The so-called nationalization campaign (Campanha de nacionalização), was the set of measures taken by the Brazilian government during the Estado Novo of Getúlio Vargas to reduce the influence of foreign immigrant communities in the country and force their integration with the Brazilian population.

Some immigrant groups were considered more apt to be integrated; others were considered incapable due to factors such as their native language, their religion and their profession.

== Background ==
Since the 19th century, groups of immigrants began to arrive in Brazil encouraged by the imperial State. The first attempts to establish immigrant colonies took place in Bahia (1818) and Rio de Janeiro (1819), but were not successful. As early as 1824, the imperial government founded the first German colony in São Leopoldo. The immigration policy undertaken in this period foresaw the occupation of land by forming small properties.

Until the end of the 1930s, effective policies had not yet been instituted to integrate foreigners residing in the country. Before that period, sporadic and temporary actions were promoted, as during the First World War, when intervention measures in the press and in schools of German origin were carried out. These operations took place with the goal of modifying "the school curricula, with the bilingual teaching requirement and the introduction of the subjects of history and geography of Brazil, in addition to the Portuguese language". However, these actions, by themselves, were not able to promote concrete changes in the school organization of foreign colonies.

During the Estado Novo, an intense campaign against culturally distinct behaviors was carried out in Brazil. Among the goals of the period was to consolidate the profile of what the government deemed the "ideal Brazilian": white, Catholic, of Portuguese descent and a good worker. To reach the considered perfect model of nationality, it was necessary to "nationalize" the entire population residing in Brazil. Thus, in addition to investments in civic education for Brazilians, special measures were taken in regards to immigrant communities, which should break fully with their culture of origin and "become Brazilian" as quickly as possible.

== The campaign ==
In a first phase, in 1938, the campaign addressed the "nationalization" of education with the obligation of teaching Portuguese in schools; it was made mandatory for schools to have Brazilian names; only native Brazilians were allowed to hold management positions; teachers had to be native Brazilians or naturalized graduates from Brazilian schools; classes should be taught in Portuguese; the teaching of foreign languages was prohibited for children under 14 years of age; prohibition of grants from foreign governments and institutions; institution of the compulsory subjects of moral and civic education and physical education (which had to be taught by military instructors).

In 1939 new measures were implemented, such as the prohibition of speaking foreign languages in public, including during religious ceremonies (the Brazilian Army was supposed to supervise the "zones of foreign settlement").
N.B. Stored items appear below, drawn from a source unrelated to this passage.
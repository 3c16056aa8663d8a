//! # resize-image
//!
//! A small command-line batch image resizer. Give it image paths and a target
//! size; each image is decoded, resized, encoded as PNG, JPEG or GIF, and
//! written next to the original (or to an explicit output path). Sources can
//! be deleted once their resized copy is on disk.
//!
//! # Architecture: Per-Item Pipeline, Batch Isolation
//!
//! ```text
//! for each input:   exists? → read → decode → target size → resize → encode → write
//! after the batch:  delete sources of successful inputs (when asked)
//! ```
//!
//! Every input yields exactly one [`job::ResizeOutcome`]. A failure at any
//! stage ends that input only; the batch continues with the next one and the
//! process exits non-zero at the end.
//!
//! # Module Map
//!
//! | Module | Role |
//! |--------|------|
//! | [`imaging`] | Target-size math, the [`imaging::ImageCodec`] trait and its `image`-crate implementation |
//! | [`store`] | The [`store::FileStore`] trait and the local filesystem store (atomic writes) |
//! | [`job`] | One input through the pipeline: [`job::ResizeJob`], requests, outcomes, failures |
//! | [`batch`] | [`batch::BatchRunner`]: all inputs, failure isolation, optional parallelism, deletion |
//! | [`progress`] | Verbose stage messages and per-item events sent over a channel |
//! | [`config`] | [`config::ResizeOptions`] shared by every input of a batch |
//! | [`output`] | CLI output formatting |
//!
//! # Design Decisions
//!
//! ## Traits at the I/O Seams
//!
//! Decoding, encoding and the filesystem sit behind [`imaging::ImageCodec`]
//! and [`store::FileStore`]. The size math, the stage ordering and the batch
//! rules are tested against an in-memory codec and store; real images are
//! only needed to test the codec itself.
//!
//! ## Explicit Aspect Override
//!
//! Width and height together produce exactly that size, even if it distorts
//! the image. Only one of them keeps the aspect ratio; neither applies the
//! scale factor.
//!
//! ## Delete Only What Was Written
//!
//! `--delete` removes a source only after its own resized copy was written,
//! and only once the whole batch ran. Failed inputs are never deleted, and
//! neither is a source that is (under any spelling) a file the batch wrote.
//!
//! ## Bounded Resizes
//!
//! A resize that would need more than a fixed amount of working memory fails
//! that input with `InvalidDimension` instead of taking the process down.

pub mod batch;
pub mod config;
pub mod imaging;
pub mod job;
pub mod output;
pub mod progress;
pub mod store;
Cultural and recreational associations had to close all activities that could be associated with other cultures. The government instituted the concept of "language crime".

The media were also affected, with the censorship of radio programs and restrictions on foreign-language press. In a first phase, newspapers were obliged to have a Brazilian editor (in charge of censorship) and were prohibited from publishing bilingual editions and obliged to publish patriotic articles by Brazilian authors. Then came the definitive ban, with the disappearance of most of the affected newspapers and magazines. Street names, signs and posters of stores and factories, and the names of clubs (including football clubs) and associations were affected.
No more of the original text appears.